The study unveiled a global downward trend in the ASIR of AIDS. This decline, however, exhibited non-uniform patterns, with decreases observed solely in sub-Saharan Africa, the Caribbean, Southeast Asia, and South Asia. In contrast, other regions demonstrated stable or increasing trends, with Eastern Europe, Oceania, and Central Asia registering the fastest ASIR growth. Unlike the worldwide epidemic, a majority of AIDS patients in Eastern Europe and Central Asia were users of illicit drugs, highlighting evidence of a correlation between injecting drug use and HIV transmission through high-risk sexual behavior [33]. In Eastern Europe and Central Asia, only 63% of individuals living with AIDS were aware of their status, and among those aware, merely 45% received antiretroviral therapy, with only 22% achieving AIDS suppression.
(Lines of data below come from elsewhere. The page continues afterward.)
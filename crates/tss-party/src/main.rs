//! TSS Party CLI
//!
//! Runs one party of a threshold ECDSA cluster over HTTP:
//! - serves `/v1/msg` for its peers
//! - runs keygen with every configured party and saves its key material
//! - signs the configured message if it belongs to the signing subset

mod config;
mod store;

use anyhow::{bail, Result};
use clap::Parser;
use config::NodeConfig;
use std::path::PathBuf;
use std::sync::Arc;
use store::FileKeyStore;
use tracing::{info, Level};
use tss_core::{Orchestrator, ReferenceEngine};
use tss_http::HttpTransport;

/// TSS Party - threshold signing node
#[derive(Parser)]
#[command(name = "tss-party")]
#[command(about = "Threshold ECDSA party node")]
#[command(version)]
struct Cli {
    /// Party ID
    #[arg(short, long, env = "PARTY_ID")]
    party_id: String,

    /// Cluster config (JSON); defaults to four local parties
    #[arg(short, long, env = "TSS_CONFIG")]
    config: Option<PathBuf>,

    /// Message to sign
    #[arg(short, long, default_value = "hey this is a test")]
    message: String,

    /// Data directory for key shares
    #[arg(short, long, env = "DEST", default_value = "./data")]
    dest: PathBuf,

    /// Listen address; defaults to this party's configured address
    #[arg(short, long)]
    listen: Option<String>,
}

#[tokio::main]
async fn main() -> Result<()> {
    // Initialize tracing
    tracing_subscriber::fmt()
        .with_env_filter(
            tracing_subscriber::EnvFilter::from_default_env()
                .add_directive(Level::INFO.into()),
        )
        .init();

    let cli = Cli::parse();
    let config = NodeConfig::load(cli.config.as_deref())?;
    let directory = Arc::new(config.directory()?);
    let orchestrator_config = config.orchestrator();

    let listen = match cli.listen.as_deref().or(directory.address(&cli.party_id)) {
        Some(listen) => listen.to_string(),
        None => bail!("no listen address for party {}", cli.party_id),
    };

    let store = Arc::new(FileKeyStore::new(&cli.dest)?);
    let transport = Arc::new(HttpTransport::new(&directory));
    let node = Arc::new(
        Orchestrator::new(
            Arc::clone(&directory),
            &cli.party_id,
            orchestrator_config.clone(),
            Arc::new(ReferenceEngine::new()),
            transport.clone(),
        )?
        .with_key_store(store.clone()),
    );

    info!(
        party = %node.local(),
        parties = directory.len(),
        threshold = orchestrator_config.threshold,
        signer = node.is_signer(),
        "Starting party"
    );

    let listener = tokio::net::TcpListener::bind(&listen).await?;
    info!(address = %listen, "Listening");
    let app = tss_http::router(Arc::clone(&node));
    let server = tokio::spawn(async move { axum::serve(listener, app).await });

    transport
        .wait_for_peers(&cli.party_id, orchestrator_config.readiness_retry)
        .await;

    let key = node.keygen().await?;
    info!(
        public_key = hex::encode(&key.public_key),
        path = ?store.path(&cli.party_id),
        "Keygen completed, key share saved"
    );
    println!("Public Key: {}", hex::encode(&key.public_key));

    if node.is_signer() {
        let signature = node.sign(cli.message.as_bytes()).await?;

        println!("Signature:");
        println!("  r: {}", hex::encode(signature.r));
        println!("  s: {}", hex::encode(signature.s));
        println!("  valid: {}", signature.valid);
        println!("  DER: {}", hex::encode(signature.to_der()?));

        if !signature.valid {
            bail!("signature does not verify against the group public key");
        }
    } else {
        info!("Not in the signing subset, skipping signing");
    }

    // Peers may still be finishing and sending to us.
    info!("Done, serving until interrupted");
    tokio::select! {
        result = server => result??,
        result = tokio::signal::ctrl_c() => result?,
    }

    Ok(())
}
//! Key material on disk

use std::path::{Path, PathBuf};
use tss_core::{Error, KeyMaterial, KeyStore, Result};

/// Stores each party's key material as `keyshare.{id}.json` in one directory
pub struct FileKeyStore {
    dir: PathBuf,
}

impl FileKeyStore {
    /// Open the store, creating the directory if needed
    pub fn new(dir: &Path) -> Result<Self> {
        std::fs::create_dir_all(dir).map_err(|e| Error::Store(e.to_string()))?;
        Ok(Self {
            dir: dir.to_path_buf(),
        })
    }

    pub fn path(&self, party_id: &str) -> PathBuf {
        self.dir.join(format!("keyshare.{party_id}.json"))
    }
}

impl KeyStore for FileKeyStore {
    fn put(&self, party_id: &str, key: &KeyMaterial) -> Result<()> {
        let json = serde_json::to_string_pretty(key)?;
        std::fs::write(self.path(party_id), json).map_err(|e| Error::Store(e.to_string()))
    }

    fn get(&self, party_id: &str) -> Result<Option<KeyMaterial>> {
        let path = self.path(party_id);
        if !path.exists() {
            return Ok(None);
        }
        let json = std::fs::read_to_string(&path).map_err(|e| Error::Store(e.to_string()))?;
        let key = serde_json::from_str(&json).map_err(|e| Error::Deserialization(e.to_string()))?;
        Ok(Some(key))
    }
}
Given this context, implementing harm reduction strategies is essential in the fight against AIDS, encompassing comprehensive coverage of syringe service programs and opioid agonist therapies like methadone and buprenorphine maintenance therapy [34]. These measures should be integrated with effective AIDS responses that enhance HIV testing accessibility and utilize combination antiretroviral therapy for both treatment and prevention [34]. The primary issue in Oceania centered on Papua New Guinea, home to the region's largest population and the most severe AIDS situation, accounting for 19 out of the 20 reported AIDS cases in the Pacific from 1984 to 2007 [35].

The most heavily impacted region was sub-Saharan Africa, which has been the primary focus of concern. AIDS prevention and management in this region relied significantly on health development aid, with 63.9% of AIDS spending in 2015 being sourced from such assistance [36].This underscored the vulnerability of the epidemic in this location. A global, regional, and national burden study of AIDS could offer valuable insights to aid policymakers in making informed decisions tailored to the distinct circumstances in combating AIDS.
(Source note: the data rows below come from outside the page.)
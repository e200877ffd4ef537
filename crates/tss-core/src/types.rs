//! Core types shared by the directory, router and sessions

use k256::{
    ecdsa::{self, signature::Verifier, VerifyingKey},
    elliptic_curve::{bigint::U256, ops::Reduce},
    Scalar,
};
use serde::{Deserialize, Serialize};
use std::fmt;
use zeroize::{Zeroize, ZeroizeOnDrop};

/// Protocol phase a session or message belongs to
#[derive(Debug, Clone, Copy, PartialEq, Eq, Hash, Serialize, Deserialize)]
#[serde(rename_all = "lowercase")]
pub enum Phase {
    Keygen,
    Signing,
}

impl Phase {
    pub fn as_str(&self) -> &'static str {
        match self {
            Phase::Keygen => "keygen",
            Phase::Signing => "signing",
        }
    }
}

impl fmt::Display for Phase {
    fn fmt(&self, f: &mut fmt::Formatter<'_>) -> fmt::Result {
        f.write_str(self.as_str())
    }
}

/// Identity of one participant, fixed once the directory is built
#[derive(Debug, Clone, PartialEq, Eq, Hash, Serialize, Deserialize)]
pub struct PartyIdentity {
    /// Stable unique id
    pub id: String,
    /// Display name
    pub name: String,
    /// Sort key (big-endian scalar bytes)
    pub key: [u8; 32],
    /// Position in the sorted party sequence
    pub index: usize,
}

impl PartyIdentity {
    /// The sort key as a curve scalar
    pub fn scalar(&self) -> Scalar {
        <Scalar as Reduce<U256>>::reduce_bytes(&self.key.into())
    }
}

impl fmt::Display for PartyIdentity {
    fn fmt(&self, f: &mut fmt::Formatter<'_>) -> fmt::Result {
        write!(f, "{}#{}", self.id, self.index)
    }
}

/// Where an outbound message is headed
#[derive(Debug, Clone, PartialEq, Eq)]
pub enum Destination {
    /// Every other party taking part in the phase
    All,
    /// Exactly one peer
    Party(PartyIdentity),
}

/// Outbound message produced by an engine
#[derive(Debug, Clone)]
pub struct ProtocolMessage {
    pub origin: PartyIdentity,
    pub destination: Destination,
    pub payload: Vec<u8>,
}

impl ProtocolMessage {
    pub fn broadcast(origin: PartyIdentity, payload: Vec<u8>) -> Self {
        Self {
            origin,
            destination: Destination::All,
            payload,
        }
    }

    pub fn direct(origin: PartyIdentity, to: PartyIdentity, payload: Vec<u8>) -> Self {
        Self {
            origin,
            destination: Destination::Party(to),
            payload,
        }
    }

    pub fn is_broadcast(&self) -> bool {
        matches!(self.destination, Destination::All)
    }
}

/// Key material held by a party after keygen
#[derive(Clone, Serialize, Deserialize, Zeroize, ZeroizeOnDrop)]
pub struct KeyMaterial {
    /// Owning party id
    #[zeroize(skip)]
    pub party_id: String,

    /// Threshold the key was generated for
    pub threshold: usize,

    /// Group public key (compressed SEC1)
    #[zeroize(skip)]
    pub public_key: Vec<u8>,

    /// This party's secret share
    pub secret_share: [u8; 32],

    /// Parties holding shares of this key, in sorted order
    #[zeroize(skip)]
    pub parties: Vec<PartyIdentity>,
}

impl KeyMaterial {
    /// Verify an ECDSA signature over `message` (SHA-256) against the group key
    pub fn verify(&self, message: &[u8], r: &[u8; 32], s: &[u8; 32]) -> bool {
        let Ok(key) = VerifyingKey::from_sec1_bytes(&self.public_key) else {
            return false;
        };
        let Ok(signature) = ecdsa::Signature::from_scalars(
            *k256::FieldBytes::from_slice(r),
            *k256::FieldBytes::from_slice(s),
        ) else {
            return false;
        };
        key.verify(message, &signature).is_ok()
    }
}

impl fmt::Debug for KeyMaterial {
    fn fmt(&self, f: &mut fmt::Formatter<'_>) -> fmt::Result {
        f.debug_struct("KeyMaterial")
            .field("party_id", &self.party_id)
            .field("threshold", &self.threshold)
            .field("public_key", &hex::encode(&self.public_key))
            .field("parties", &self.parties.len())
            .finish_non_exhaustive()
    }
}

/// Raw signature as emitted by an engine
#[derive(Debug, Clone, PartialEq, Eq, Serialize, Deserialize)]
pub struct RawSignature {
    pub r: [u8; 32],
    pub s: [u8; 32],
}

/// Signature produced by a signing session, with its locally derived validity
#[derive(Debug, Clone, PartialEq, Eq, Serialize, Deserialize)]
pub struct SignatureResult {
    /// R component
    pub r: [u8; 32],
    /// S component
    pub s: [u8; 32],
    /// Whether the signature verifies against the keygen public key
    pub valid: bool,
}

impl SignatureResult {
    /// Convert to bytes (r || s)
    pub fn to_bytes(&self) -> [u8; 64] {
        let mut bytes = [0u8; 64];
        bytes[..32].copy_from_slice(&self.r);
        bytes[32..].copy_from_slice(&self.s);
        bytes
    }

    /// Convert to DER format
    pub fn to_der(&self) -> crate::Result<Vec<u8>> {
        let sig = ecdsa::Signature::from_scalars(
            *k256::FieldBytes::from_slice(&self.r),
            *k256::FieldBytes::from_slice(&self.s),
        )
        .map_err(|e| crate::Error::Serialization(e.to_string()))?;
        Ok(sig.to_der().as_bytes().to_vec())
    }
}
//! Outbound message routing
//!
//! Turns one engine message into transport sends. Broadcasts fan out to every
//! other participant of the phase and silently skip the origin; a
//! point-to-point message addressed to its own origin is an error and is
//! never sent.

use crate::transport::{Envelope, TransportSender};
use crate::types::{Destination, PartyIdentity, Phase, ProtocolMessage};
use crate::{Error, Result};
use std::sync::Arc;
use tokio::sync::mpsc;
use tracing::{debug, warn};

/// Routes the outbound messages of one phase
pub struct Router {
    phase: Phase,
    /// Parties taking part in the phase
    participants: Vec<PartyIdentity>,
    transport: Arc<dyn TransportSender>,
}

impl Router {
    pub fn new(
        phase: Phase,
        participants: Vec<PartyIdentity>,
        transport: Arc<dyn TransportSender>,
    ) -> Self {
        Self {
            phase,
            participants,
            transport,
        }
    }

    /// Resolve the parties a message must be sent to
    pub fn resolve(&self, message: &ProtocolMessage) -> Result<Vec<PartyIdentity>> {
        let origin = &message.origin;
        if !self.is_participant(&origin.id) {
            return Err(Error::NotParticipant {
                party: origin.id.clone(),
                phase: self.phase,
            });
        }

        match &message.destination {
            Destination::All => Ok(self
                .participants
                .iter()
                .filter(|party| party.id != origin.id)
                .cloned()
                .collect()),
            Destination::Party(to) => {
                if to.id == origin.id {
                    return Err(Error::SelfAddressed(origin.id.clone()));
                }
                if !self.is_participant(&to.id) {
                    return Err(Error::NotParticipant {
                        party: to.id.clone(),
                        phase: self.phase,
                    });
                }
                Ok(vec![to.clone()])
            }
        }
    }

    /// Hand a message to the transport without waiting for delivery
    ///
    /// Each send runs on its own task. A failed send does not affect the
    /// others; every failure is logged and pushed to `failures`. Returns the
    /// number of sends issued.
    pub fn dispatch(
        &self,
        message: ProtocolMessage,
        failures: &mpsc::UnboundedSender<Error>,
    ) -> Result<usize> {
        let destinations = self.resolve(&message)?;
        let is_broadcast = message.is_broadcast();

        debug!(
            phase = %self.phase,
            from = %message.origin.id,
            is_broadcast,
            destinations = destinations.len(),
            "Routing message"
        );

        for to in &destinations {
            let envelope = Envelope {
                phase: self.phase,
                from: message.origin.id.clone(),
                is_broadcast,
                payload: message.payload.clone(),
            };
            let transport = Arc::clone(&self.transport);
            let failures = failures.clone();
            let phase = self.phase;
            let to = to.clone();

            tokio::spawn(async move {
                if let Err(e) = transport.send(&to, envelope).await {
                    warn!(phase = %phase, to = %to.id, error = %e, "Send failed");
                    let _ = failures.send(e);
                }
            });
        }

        Ok(destinations.len())
    }

    fn is_participant(&self, id: &str) -> bool {
        self.participants.iter().any(|party| party.id == id)
    }
}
Both the ASIR and ASDR are anticipated to diminish slightly from 2020 to 2044 in comparison to the preceding 30 years, with a more pronounced decrease in ASIR. However, no significant disparity between genders was observed. This trend may be linked to increased global focus and research investment in HIV pathogenesis, treatment strategies, and prevention [24].The combination of highly active antiretroviral therapy and other treatments has significantly decreased the morbidity and mortality associated with HIV infection [16, 33, 37]. The relatively modest decline in ASIR may be related to sexual behaviour [38], AIDS knowledge, age, income, and high-risk drug use [39], and male homosexuality [40]. However, the upper limit of the prediction interval for ASDR in males was considerably higher than that in other groups, suggesting that males may have a higher ASDR in the future. This possibility may be associated with the lower viral load and stronger antiviral response in females compared to males during the acute infection period following HIV infection, consequently leading to differences in viral reservoir size [41]. Thus, additional investment is required for AIDS prevention and treatment measures to effectively reduce the global disease burden of AIDS.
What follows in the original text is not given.